Predictive performance of automated surveillance algorithms for intravascular catheter bloodstream infections: a systematic review and meta-analysis

Collaborators, Affiliations
Meta-Analysis

Predictive performance of automated surveillance algorithms for intravascular catheter bloodstream infections: a systematic review and meta-analysis

Jean-Marie Januel et al. Antimicrob Resist Infect Control. .

Abstract

Background: Intravascular catheter infections are associated with adverse clinical outcomes. However, a significant proportion of these infections are preventable. Evaluations of the performance of automated surveillance systems for adequate monitoring of central-line associated bloodstream infection (CLABSI) or catheter-related bloodstream infection (CRBSI) are limited.

Objectives: We evaluated the predictive performance of automated algorithms for CLABSI/CRBSI detection, and investigated which parameters included in automated algorithms provide the greatest accuracy for CLABSI/CRBSI detection.

Methods: We performed a meta-analysis based on a systematic search of published studies in PubMed and EMBASE from 1 January 2000 to 31 December 2021. We included studies that evaluated predictive performance of automated surveillance algorithms for CLABSI/CRBSI detection and used manually collected surveillance data as reference.

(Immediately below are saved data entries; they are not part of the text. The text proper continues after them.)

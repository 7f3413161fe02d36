mod api;
mod middleware;

use std::sync::Arc;

use stockcheck_scraper::StockChecker;
use tracing_subscriber::EnvFilter;

use crate::api::{build_app, AppState};

#[tokio::main]
async fn main() -> anyhow::Result<()> {
    let config = stockcheck_core::load_app_config()?;
    let env_filter = EnvFilter::try_from_default_env()
        .or_else(|_| EnvFilter::try_new(config.log_level.clone()))?;
    tracing_subscriber::fmt().with_env_filter(env_filter).init();

    let checker = StockChecker::from_app_config(&config)?;
    let app = build_app(AppState {
        checker: Arc::new(checker),
    });

    tracing::info!(
        env = %config.env,
        bind_addr = %config.bind_addr,
        site = %config.site_base_url,
        locale = %config.site_locale,
        proxy_configured = config.proxy_api_key.is_some(),
        "starting stock check server"
    );

    let listener = tokio::net::TcpListener::bind(config.bind_addr).await?;
    axum::serve(listener, app)
        .with_graceful_shutdown(shutdown_signal())
        .await?;
    Ok(())
}

async fn shutdown_signal() {
    let ctrl_c = async {
        tokio::signal::ctrl_c()
            .await
            .expect("failed to listen for ctrl-c");
    };

    #[cfg(unix)]
    let terminate = async {
        tokio::signal::unix::signal(tokio::signal::unix::SignalKind::terminate())
            .expect("failed to install signal handler")
            .recv()
            .await;
    };

    #[cfg(not(unix))]
    let terminate = std::future::pending::<()>();

    tokio::select! {
        () = ctrl_c => {},
        () = terminate => {},
    }

    tracing::info!("received shutdown signal, starting graceful shutdown");
}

We estimated the pooled sensitivity and specificity of algorithms for accuracy and performed a univariable meta-regression of the different parameters used across algorithms.

Results: The search identified five full text studies and 32 different algorithms or study populations were included in the meta-analysis. All studies analysed central venous catheters and identified CLABSI or CRBSI as an outcome. Pooled sensitivity and specificity of automated surveillance algorithm were 0.88 [95%CI 0.84-0.91] and 0.86 [95%CI 0.79-0.92] with significant heterogeneity (I2 = 91.9, p < 0.001 and I2 = 99.2, p < 0.001, respectively). In meta-regression, algorithms that include results of microbiological cultures from specific specimens (respiratory, urine and wound) to exclude non-CRBSI had higher specificity estimates (0.92, 95%CI 0.88-0.96) than algorithms that include results of microbiological cultures from any other body sites (0.88, 95% CI 0.81-0.95). The addition of clinical signs as a predictor did not improve performance of these algorithms with similar specificity estimates (0.92, 95%CI 0.88-0.96).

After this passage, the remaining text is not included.